A report published earlier this year by the U.N.'s Group of Experts on the Democratic Republic of Congo alleged that elements of the military were in fact supporting the ADF by providing the rebels with arms and ammunition. In earlier reports, the U.N. group suggested army officers were benefiting from timber felled in the rebels' jungle strongholds.

Some of Beni's residents suspect the government is using the chaos in the east as a distraction from a bitter political row over the postponement of elections until 2018. (President Joseph Kabila's legal mandate ran out on December 19.)

Others argue that Rwandan Hutus are driving the violence in the hopes of snatching land traditionally owned by the ethnic Nande group, while others say that neighboring countries are stoking the violence so they can continue to benefit from the flow of gold through ADF areas. The presence of an active jihadi organization has also proved a useful bargaining chip for nearby states looking to bring in foreign military aid.

In a report published last March, the nonprofit Congo Research Group said it had found "extensive evidence indicating that members of the FARDC [the armed forces] have actively participated in massacres."

Many survivors of the killings speak of fighters dressed in the uniform of the national army. Others question why some of the attacks have been allowed to take place within minutes of army bases.

"The soldiers are becoming rebels, and the government is not telling us the truth.
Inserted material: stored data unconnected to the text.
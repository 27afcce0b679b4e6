//! Mitsumori — chat-driven estimate-sheet intake.
//!
//! Turns one free-text estimate message into a structured field record and
//! a deterministic plan of spreadsheet cell writes against a named layout
//! template, gated by a subscription-plan usage check. The concrete
//! spreadsheet backend, messaging platform, billing provider, and user
//! store are collaborator seams (see [`sheets`] and [`usage`]); the core
//! itself is pure and holds no per-user state.
//!
//! See `DESIGN.md` for the grounding ledger and behavior decisions.

#![forbid(unsafe_code)]
#![warn(missing_docs)]

pub mod config;
pub mod intake;
pub mod layout;
pub mod logging;
pub mod planner;
pub mod record;
pub mod sheets;
pub mod usage;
They just fire in the air," says Vivuya, echoing a common belief in the town: that the army has been ordered not to fight the rebels.
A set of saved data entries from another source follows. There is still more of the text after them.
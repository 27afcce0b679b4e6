//! Message intake pipeline: classify, gate, plan, reply.
//!
//! Ties the parser, usage gate, and planner together the way the original
//! bot's message handler did, and renders its Japanese reply texts. The
//! pipeline holds no per-user state; session continuity (which template a
//! user is on, their account record) is the caller's concern and arrives
//! as arguments on every call.

use serde::Serialize;
use tracing::info;

use crate::planner::{CellPlanner, CellWrite, CompanyUpdate, PlanError, WritePlan};
use crate::record::{self, FieldRecord};
use crate::sheets::Snapshot;
use crate::usage::UsageDecision;

/// What a parsed message asks the system to do.
#[derive(Debug, Clone, Copy, PartialEq, Eq)]
pub enum MessageKind {
    /// Update the company name and/or date header.
    CompanyUpdate,
    /// Record a product line item.
    ProductEntry,
    /// Nothing recognizable; answer with the format help.
    Unrecognized,
}

/// Classify a record the way the original bot dispatched messages: a full
/// product triple wins over company fields; company name or date alone is
/// a header update; anything else is unrecognized.
pub fn classify(record: &FieldRecord) -> MessageKind {
    if record.has_product_fields() {
        MessageKind::ProductEntry
    } else if record.has_company_fields() {
        MessageKind::CompanyUpdate
    } else {
        MessageKind::Unrecognized
    }
}

/// Pipeline outcome, carrying planned writes and the user-facing reply.
#[derive(Debug, Clone, Serialize)]
pub enum IntakeOutcome {
    /// Company name and/or date were planned into the header ranges.
    CompanyUpdated {
        /// Writes for the collaborator to apply.
        writes: Vec<CellWrite>,
        /// Confirmation reply.
        reply: String,
    },
    /// A product line was planned into the next free row.
    ProductRecorded {
        /// The computed write plan.
        plan: WritePlan,
        /// Registration summary reply.
        reply: String,
    },
    /// The update path found no company or date value.
    NothingToUpdate {
        /// Explanatory reply.
        reply: String,
    },
    /// The message matched no recognized shape.
    Unrecognized {
        /// Format help reply.
        reply: String,
    },
    /// The usage gate denied the write.
    UsageBlocked {
        /// Limit-reached reply.
        reply: String,
    },
}

/// Stateless intake pipeline over a [`CellPlanner`].
#[derive(Debug, Clone)]
pub struct Intake {
    planner: CellPlanner,
}

impl Intake {
    /// Build the pipeline.
    pub fn new(planner: CellPlanner) -> Self {
        Self { planner }
    }

    /// The planner backing this pipeline.
    pub fn planner(&self) -> &CellPlanner {
        &self.planner
    }

    /// Handle one chat message end to end.
    ///
    /// `gate` is the pre-computed usage decision for this user; the
    /// pipeline consumes it but never records usage itself. Unrecognized
    /// messages bypass the gate — only actual writes count.
    pub fn handle_message(
        &self,
        text: &str,
        template_name: &str,
        snapshot: &Snapshot,
        gate: &UsageDecision,
    ) -> Result<IntakeOutcome, PlanError> {
        let record = record::parse(text);
        let kind = classify(&record);
        info!(?kind, template = template_name, "classified incoming message");

        if kind != MessageKind::Unrecognized {
            if let UsageDecision::LimitReached { limit } = gate {
                return Ok(IntakeOutcome::UsageBlocked {
                    reply: format!("利用制限に達しました（月{limit}件まで）"),
                });
            }
        }

        match kind {
            MessageKind::Unrecognized => Ok(IntakeOutcome::Unrecognized {
                reply: format_help(),
            }),
            MessageKind::ProductEntry => {
                let plan = self.planner.plan_writes(template_name, &record, snapshot)?;
                let reply = product_reply(&record);
                Ok(IntakeOutcome::ProductRecorded { plan, reply })
            }
            MessageKind::CompanyUpdate => {
                match self.planner.plan_company_update(template_name, &record)? {
                    CompanyUpdate::Updated { writes } => Ok(IntakeOutcome::CompanyUpdated {
                        writes,
                        reply: company_reply(&record),
                    }),
                    CompanyUpdate::NothingToUpdate => Ok(IntakeOutcome::NothingToUpdate {
                        reply: "更新するデータがありません".to_owned(),
                    }),
                }
            }
        }
    }
}

fn product_reply(record: &FieldRecord) -> String {
    let mut reply = "見積書データを登録しました！\n\n".to_owned();
    reply.push_str(&format!(
        "商品名: {}\n",
        record.product_name.as_deref().unwrap_or("N/A")
    ));
    reply.push_str(&format!(
        "単価: {}円\n",
        record.unit_price.as_deref().unwrap_or("N/A")
    ));
    reply.push_str(&format!(
        "数量: {}\n",
        record.quantity.as_deref().unwrap_or("N/A")
    ));
    if let Some(cycle) = record.cycle.as_deref().filter(|v| !v.is_empty()) {
        reply.push_str(&format!("サイクル: {cycle}\n"));
    }
    if let Some(place) = record.install_place.as_deref().filter(|v| !v.is_empty()) {
        reply.push_str(&format!("設置場所: {place}\n"));
    }
    match record.total_price {
        Some(total) => reply.push_str(&format!("料金: {total}円")),
        None => reply.push_str("料金: N/A"),
    }
    reply
}

fn company_reply(record: &FieldRecord) -> String {
    let mut reply = "会社情報を更新しました！\n\n".to_owned();
    if let Some(company) = record.company_name.as_deref().filter(|v| !v.is_empty()) {
        reply.push_str(&format!("会社名: {company}\n"));
    }
    if let Some(date) = record.date.as_deref().filter(|v| !v.is_empty()) {
        reply.push_str(&format!("日付: {date}\n"));
    }
    reply
}

fn format_help() -> String {
    "データの形式が正しくありません。\n\n\
     【会社情報更新】\n\
     例: 会社名:ABC株式会社\n例: 日付:2024/01/15\n\n\
     【商品データ登録】\n\
     例: 商品名:マット\n単価:1000\n数量:3"
        .to_owned()
}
Beni's mayor, Nyonyi Bwanakawa, denied that the group was receiving support from the government. When Newsweek visited him at his office in downtown Beni, he was surrounded in the atrium by a group of around 40 women, widows of soldiers killed by the ADF who were demanding their unpaid pensions.

Bwanakawa insisted that no members of the military have taken part in the attacks, saying ADF fighters have been stealing uniforms from the soldiers they kill, leading to confusion among the public. He added that the government changed the design of its soldiers' uniforms in August to help avoid false identification of soldiers.

For Kahendo, sitting in a friend's living room on the outskirts of Beni, the identity of the men who killed her children barely matters. She now lives in permanent fear.

"The government should prevent these attacks. Living on the outside of town, we are always afraid," she says, her hands trembling. "And they should support the victims. But they have done nothing."